La questione del sesso però è più complicata, sia per la chiesa sia per il mondo esterno ai muri della chiesa, per il pensiero e la cognizione del mondo che hanno i cristiani e i non-cristiani o i diversamente cristiani. Nell’Antico Testamento, nelle lettere paoline e nella Civitas Dei di Agostino si dice in forma diversa ma con eguale tenebroso splendore che peccato e piacere nascono congiunti, che il pudore della foglia di fico interviene quando l’amore originario si fa concupiscenza carnale. La liberazione del principio del piacere dal vincolo del matrimonio e della procreazione, ché questo sono la pillola l’aborto e il divorzio, implica una nuova antropologia o scienza dell’uomo per la quale il pensiero cristiano non è attrezzato come si deve, e la divinizzazione del sesso è roba new age, è un segno apocalittico non un modernizzatore segno dei tempi.

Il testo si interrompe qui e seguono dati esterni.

// Heuristic rollout policy for pacman
//
// Used whenever a simulation runs out of predetermined moves. Decisions are
// made per macro-edge at junctions; inside a corridor pacman keeps its heading
// and turns back at most once per segment.

use log::trace;
use rand::seq::IndexedRandom;
use rand::Rng;

use crate::game::{GameState, GhostState, PACMAN};
use crate::topology::{MacroEdge, MazeTopology};
use crate::types::{Direction, Position};

pub struct PlayoutPolicy<'a> {
    topology: &'a MazeTopology,
    collision_tolerance: usize,
    /// Set once pacman has turned back in the current corridor segment
    reversed: bool,
}

impl<'a> PlayoutPolicy<'a> {
    pub fn new(topology: &'a MazeTopology, collision_tolerance: usize) -> Self {
        PlayoutPolicy {
            topology,
            collision_tolerance,
            reversed: false,
        }
    }

    /// Next move for pacman. `just_ate_capsule` marks the step right after a
    /// capsule was eaten. Returns `None` only when pacman has no legal move.
    pub fn choose<S: GameState, R: Rng + ?Sized>(
        &mut self,
        state: &S,
        just_ate_capsule: bool,
        rng: &mut R,
    ) -> Option<Direction> {
        let position = state.pacman_position();
        let legal = state.legal_actions(PACMAN);
        if legal.len() <= 1 {
            return legal.first().copied();
        }

        let forward = state
            .pacman_direction()
            .and_then(|heading| legal.iter().copied().find(|d| *d != heading.opposite()));

        match forward {
            Some(forward) if !self.topology.is_junction(position) => {
                Some(self.in_corridor(state, position, forward, just_ate_capsule))
            }
            _ => {
                self.reversed = false;
                self.at_junction(state, position, &legal, rng)
            }
        }
    }

    fn at_junction<S: GameState, R: Rng + ?Sized>(
        &self,
        state: &S,
        position: Position,
        legal: &[Direction],
        rng: &mut R,
    ) -> Option<Direction> {
        let ghosts = state.ghost_states();
        let edges = self.topology.macro_successors(position);
        let safe: Vec<&MacroEdge> = edges
            .iter()
            .filter(|edge| self.edge_is_safe(position, edge, &ghosts))
            .collect();

        let safe_moves: Vec<Direction> = safe.iter().map(|edge| edge.first_action()).collect();
        if let Some(action) = self.chase_direction(position, &ghosts, &safe_moves) {
            trace!("playout at {} chasing {}", position, action);
            return Some(action);
        }

        let capsules = state.capsules();
        let with_food: Vec<&MacroEdge> = safe
            .iter()
            .copied()
            .filter(|edge| {
                edge.cells(position)
                    .iter()
                    .any(|cell| state.has_food(*cell) || capsules.contains(cell))
            })
            .collect();
        if let Some(edge) = with_food.choose(rng) {
            return Some(edge.first_action());
        }

        let useful: Vec<&MacroEdge> = safe
            .iter()
            .copied()
            .filter(|edge| self.topology.is_junction(edge.destination))
            .collect();
        if let Some(edge) = useful.choose(rng) {
            return Some(edge.first_action());
        }

        if let Some(edge) = safe.choose(rng) {
            return Some(edge.first_action());
        }

        legal.choose(rng).copied()
    }

    fn in_corridor<S: GameState>(
        &mut self,
        state: &S,
        position: Position,
        forward: Direction,
        just_ate_capsule: bool,
    ) -> Direction {
        if self.reversed {
            return forward;
        }

        let backward = match state.pacman_direction() {
            Some(heading) => heading.opposite(),
            None => return forward,
        };
        let ghosts = state.ghost_states();
        let ahead = forward.apply(&position);
        let behind = backward.apply(&position);

        // Only ghosts coming down the corridor towards pacman count as a threat
        let threatened = self.topology.edge_towards(position, forward).map_or(false, |edge| {
            ghosts.iter().any(|ghost| {
                self.approaches_through(ghost, position, ahead)
                    && !self.edge_is_safe(position, &edge, std::slice::from_ref(ghost))
            })
        });
        let diverted = just_ate_capsule
            && self.chase_direction(position, &ghosts, &[forward, backward]) == Some(backward);
        let blocked = ghosts.iter().any(|ghost| {
            ghost.scared_timer <= 1
                && self
                    .topology
                    .distance(ghost.position, behind)
                    .map_or(false, |d| d <= 1)
        });

        if (threatened || diverted) && !blocked {
            self.reversed = true;
            backward
        } else {
            forward
        }
    }

    /// An edge is unsafe when a ghost that is dangerous by then can reach one
    /// of its cells no later than pacman, or reach the destination within the
    /// collision tolerance of pacman's arrival.
    fn edge_is_safe(&self, origin: Position, edge: &MacroEdge, ghosts: &[GhostState]) -> bool {
        let cells = edge.cells(origin);
        let arrival = cells.len();

        for ghost in ghosts {
            let dangerous_at = |step: usize| ghost.scared_timer as usize <= step;

            for (i, cell) in cells.iter().enumerate() {
                let step = i + 1;
                if !dangerous_at(step) {
                    continue;
                }
                if let Some(d) = self.topology.distance(ghost.position, *cell) {
                    if d <= step {
                        return false;
                    }
                }
            }

            if dangerous_at(arrival) {
                if let Some(d) = self.topology.distance(ghost.position, edge.destination) {
                    if d <= arrival + self.collision_tolerance {
                        return false;
                    }
                }
            }
        }
        true
    }

    /// True when the ghost's shortest way to `position` runs through `neighbour`
    fn approaches_through(&self, ghost: &GhostState, position: Position, neighbour: Position) -> bool {
        match (
            self.topology.distance(ghost.position, neighbour),
            self.topology.distance(ghost.position, position),
        ) {
            (Some(via), Some(direct)) => via < direct,
            _ => false,
        }
    }

    /// First move towards the nearest edible ghost that can be caught before
    /// its scared timer runs out, among the moves in `allowed`
    fn chase_direction(&self, position: Position, ghosts: &[GhostState], allowed: &[Direction]) -> Option<Direction> {
        ghosts
            .iter()
            .filter(|ghost| ghost.is_edible())
            .filter_map(|ghost| {
                let route = self.topology.shortest_path(position, ghost.position);
                if route.is_reachable() && route.cost > 0 && (ghost.scared_timer as usize) > route.cost {
                    Some((route.cost, route.actions[0]))
                } else {
                    None
                }
            })
            .filter(|(_, action)| allowed.contains(action))
            .min_by_key(|(cost, _)| *cost)
            .map(|(_, action)| action)
    }
}

#[cfg(test)]
mod tests {
    use super::*;
    use crate::classic::ClassicGame;
    use crate::layout::Layout;
    use rand::rngs::StdRng;
    use rand::SeedableRng;

    fn setup(text: &str) -> (ClassicGame, MazeTopology) {
        let layout = Layout::parse(text).unwrap();
        let topology = MazeTopology::new(layout.walls.clone());
        (ClassicGame::new(&layout), topology)
    }

    #[test]
    fn test_avoids_edge_with_ghost_in_it() {
        // Pacman at the junction (3, 2); a ghost waits in the eastern corridor
        let (state, topology) = setup(
            "\
%%%%%%%%%
%%%.%%%%%
%. P  G.%
%%%.%%%%%
%%%%%%%%%
",
        );
        let mut rng = StdRng::seed_from_u64(11);
        for _ in 0..30 {
            let mut policy = PlayoutPolicy::new(&topology, 1);
            let action = policy.choose(&state, false, &mut rng).unwrap();
            assert_ne!(action, Direction::East);
        }
    }

    #[test]
    fn test_prefers_edge_with_food() {
        let (state, topology) = setup(
            "\
%%%%%%%
%%% %%%
%  P .%
%%% %%%
%%%%%%%
",
        );
        let mut rng = StdRng::seed_from_u64(5);
        for _ in 0..20 {
            let mut policy = PlayoutPolicy::new(&topology, 1);
            assert_eq!(policy.choose(&state, false, &mut rng), Some(Direction::East));
        }
    }

    #[test]
    fn test_falls_back_to_legal_move_when_nothing_is_safe() {
        let (state, topology) = setup(
            "\
%%%%%
%G%G%
%.P.%
%%%%%
",
        );
        let legal = state.legal_actions(PACMAN);
        let mut rng = StdRng::seed_from_u64(9);
        let mut policy = PlayoutPolicy::new(&topology, 1);
        let action = policy.choose(&state, false, &mut rng).unwrap();
        assert!(legal.contains(&action));
    }

    #[test]
    fn test_keeps_heading_in_corridor() {
        let (state, topology) = setup(
            "\
%%%%%%%%
%P    .%
%%%%%%%%
",
        );
        let state = state.generate_successor(PACMAN, Direction::East).unwrap();
        let mut rng = StdRng::seed_from_u64(2);
        let mut policy = PlayoutPolicy::new(&topology, 1);
        assert_eq!(policy.choose(&state, false, &mut rng), Some(Direction::East));
    }

    #[test]
    fn test_reverses_once_when_ghost_ahead() {
        let (state, topology) = setup(
            "\
%%%%%%%%%%
%P     G.%
%%%%%%%%%%
",
        );
        let mut state = state.generate_successor(PACMAN, Direction::East).unwrap();
        let mut rng = StdRng::seed_from_u64(4);
        let mut policy = PlayoutPolicy::new(&topology, 1);
        assert_eq!(policy.choose(&state, false, &mut rng), Some(Direction::West));

        // Already turned back in this segment: no second reversal
        state = state.generate_successor(PACMAN, Direction::West).unwrap();
        state = state.generate_successor(PACMAN, Direction::East).unwrap();
        assert_eq!(policy.choose(&state, false, &mut rng), Some(Direction::East));
    }

    #[test]
    fn test_ghost_following_behind_does_not_turn_pacman_around() {
        // Junction at (8, 2); the ghost trails one cell behind pacman
        let (state, topology) = setup(
            "\
%%%%%%%%%%
%%%%%%%%.%
%GP      %
%%%%%%%%.%
%%%%%%%%%%
",
        );
        let state = state.generate_successor(PACMAN, Direction::East).unwrap();
        let state = state.generate_successor(1, Direction::East).unwrap();
        assert_eq!(state.pacman_position(), Position::new(3, 2));
        assert_eq!(state.ghost_states()[0].position, Position::new(2, 2));

        let mut rng = StdRng::seed_from_u64(6);
        let mut policy = PlayoutPolicy::new(&topology, 1);
        assert_eq!(policy.choose(&state, false, &mut rng), Some(Direction::East));
    }

    #[test]
    fn test_no_reversal_into_ghost_behind() {
        // One ghost comes up the corridor ahead, the other sits right behind
        let (state, topology) = setup(
            "\
%%%%%%%%%%
%GP   G.%%
%%%%%%%%%%
",
        );
        let state = state.generate_successor(PACMAN, Direction::East).unwrap();
        let state = state.generate_successor(1, Direction::East).unwrap();
        assert_eq!(state.ghost_states()[0].position, Position::new(2, 1));

        let mut rng = StdRng::seed_from_u64(6);
        let mut policy = PlayoutPolicy::new(&topology, 1);
        assert_eq!(policy.choose(&state, false, &mut rng), Some(Direction::East));
    }

    #[test]
    fn test_turns_back_for_edible_ghost_after_capsule() {
        let (state, topology) = setup(
            "\
%%%%%%%%%%
%G.Po    %
%%%%%%%%%%
",
        );
        let state = state.generate_successor(PACMAN, Direction::East).unwrap();
        assert!(state.ghost_states()[0].is_edible());

        let mut rng = StdRng::seed_from_u64(12);
        let mut policy = PlayoutPolicy::new(&topology, 1);
        assert_eq!(policy.choose(&state, false, &mut rng), Some(Direction::East));
        assert_eq!(policy.choose(&state, true, &mut rng), Some(Direction::West));
    }

    #[test]
    fn test_chase_skips_ghosts_behind_disallowed_moves() {
        let (_, topology) = setup(
            "\
%%%%%%%%%%%
%P        %
%%%%%%%%%%%
",
        );
        let policy = PlayoutPolicy::new(&topology, 1);
        let ghost = |x, scared_timer| GhostState {
            position: Position::new(x, 1),
            direction: None,
            scared_timer,
        };
        let ghosts = [ghost(3, 20), ghost(9, 20)];
        let here = Position::new(5, 1);

        let both = [Direction::East, Direction::West];
        assert_eq!(policy.chase_direction(here, &ghosts, &both), Some(Direction::West));
        assert_eq!(policy.chase_direction(here, &ghosts, &[Direction::East]), Some(Direction::East));

        // Out of time for the far ghost
        let ghosts = [ghost(3, 20), ghost(9, 4)];
        assert_eq!(policy.chase_direction(here, &ghosts, &[Direction::East]), None);
    }

    #[test]
    fn test_chases_edible_ghost() {
        // Capsule eaten at (2, 2); the scared ghost sits north of the junction
        let (state, topology) = setup(
            "\
%%%%%%%
%%%G%%%
%%% %%%
%Po .%%
%%% %%%
%%%%%%%
",
        );
        let state = state.generate_successor(PACMAN, Direction::East).unwrap();
        let state = state.generate_successor(PACMAN, Direction::East).unwrap();
        assert!(state.ghost_states()[0].is_edible());
        let mut rng = StdRng::seed_from_u64(8);
        let mut policy = PlayoutPolicy::new(&topology, 1);
        assert_eq!(policy.choose(&state, true, &mut rng), Some(Direction::North));
    }
}
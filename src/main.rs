// Batch driver: pacman-mcts [layout] [games]
//
// Plays a number of games on a layout with the agent configured by
// Pacman.toml and prints a summary.

use log::{error, info};
use std::env;
use std::process;

use pacman_mcts::config::Config;
use pacman_mcts::layout::Layout;
use pacman_mcts::runner::GameRunner;

const DEFAULT_LAYOUT: &str = "layouts/small_classic.lay";
const MOVE_LIMIT: u32 = 1_000;

fn main() {
    // We default to 'info' level logging. But if the `RUST_LOG` environment variable is set,
    // we keep that value instead.
    if env::var("RUST_LOG").is_err() {
        env::set_var("RUST_LOG", "info");
    }

    env_logger::init();

    let args: Vec<String> = env::args().collect();
    let layout_path = args.get(1).map(String::as_str).unwrap_or(DEFAULT_LAYOUT);
    let games = match args.get(2).map(|s| s.parse::<usize>()) {
        None => 1,
        Some(Ok(n)) => n,
        Some(Err(e)) => {
            error!("Invalid game count '{}': {}", args[2], e);
            process::exit(2);
        }
    };

    let layout = match Layout::from_file(layout_path) {
        Ok(layout) => layout,
        Err(e) => {
            error!("Failed to load layout '{}': {}", layout_path, e);
            process::exit(1);
        }
    };

    // Load configuration once at startup
    let config = Config::load_or_default();
    let ghost_model = config.search.adversary_model;
    info!("Playing {} game(s) on {}", games, layout_path);

    let runner = GameRunner::new(config, ghost_model, MOVE_LIMIT);
    let results: Vec<_> = runner
        .run_many(&layout, games)
        .into_iter()
        .filter_map(|result| match result {
            Ok(result) => Some(result),
            Err(e) => {
                error!("Game aborted: {}", e);
                None
            }
        })
        .collect();

    GameRunner::print_report(&results);
}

Riformare la Humanae vitae, cioè ammettere l’opposto di quello che lì è scritto, significa incidere nella carne viva della tradizione biblica e patristica, cioè nella radice della chiesa e del cristianesimo. Freud ci ha pensato molto e in grande, e ha inventato una terapia che secondo Karl Kraus è essa stessa la malattia che vuole curare, ma comunque la si pensi non ha risolto il problema. Lutero ha abrogato il matrimonio come sacramento, ma per quanti progressi babilonici siano stati fatti nel pensiero protestante, perfino quel gesto estremo non sembra aver imboccato la soluzione del problema. Come e perché scopi, e quale percezione etica hai delle conseguenze dell’amore, di accettazione o di libera repulsione, ecco una questione sempre piuttosto attuale. E non solo per il pensiero cristiano o per la tradizione dottrinale ecclesiastica. La cosa riguarda anche il pensiero in sé, l’uso razionale della mente umana, e se la prassi libertaria ha informato di sé tutta la vita occidentale, non c’è persona seria che non capisca quanto sia problematica la fine della disciplina matrimoniale eterosessuale. Noi non siamo nessuno per giudicare, ma rinunciare a pensare sesso vita e matrimonio, non solo per la chiesa, non è la soluzione.